__Instructions for the task__.
Set out exactly, line by line, the stretch of data below that begins at the line containing "live implementation is" and ends at the line containing "lookup is access-gated.", with both ends kept.

__Material to process__.
pub mod client;
pub mod models;
pub mod profiles;

pub use client::InstagramClient;
pub use models::{ProfileRecord, ProfileSource, PublicSource};

use crate::error::LookupError;

/// The profile-lookup capability. The live implementation is
/// `InstagramClient`; tests substitute scripted doubles.
#[allow(async_fn_in_trait)]
pub trait ProfileLookup {
    async fn profile(&self, username: &str) -> Result<ProfileSource, LookupError>;

    /// Reduced lookup covering only the fields visible on any profile. Used
    /// as the best-effort fallback when the full lookup is access-gated.
    async fn public_profile(&self, username: &str) -> Result<PublicSource, LookupError>;
}
pub fn web_profile_endpoint() -> &'static str {
    "/api/v1/users/web_profile_info/"
}

pub fn web_profile_query(username: &str) -> Vec<(String, String)> {
    vec![("username".to_string(), username.to_string())]
}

__Answer space__.
/// The profile-lookup capability. The live implementation is
/// `InstagramClient`; tests substitute scripted doubles.
#[allow(async_fn_in_trait)]
pub trait ProfileLookup {
    async fn profile(&self, username: &str) -> Result<ProfileSource, LookupError>;

    /// Reduced lookup covering only the fields visible on any profile. Used
    /// as the best-effort fallback when the full lookup is access-gated.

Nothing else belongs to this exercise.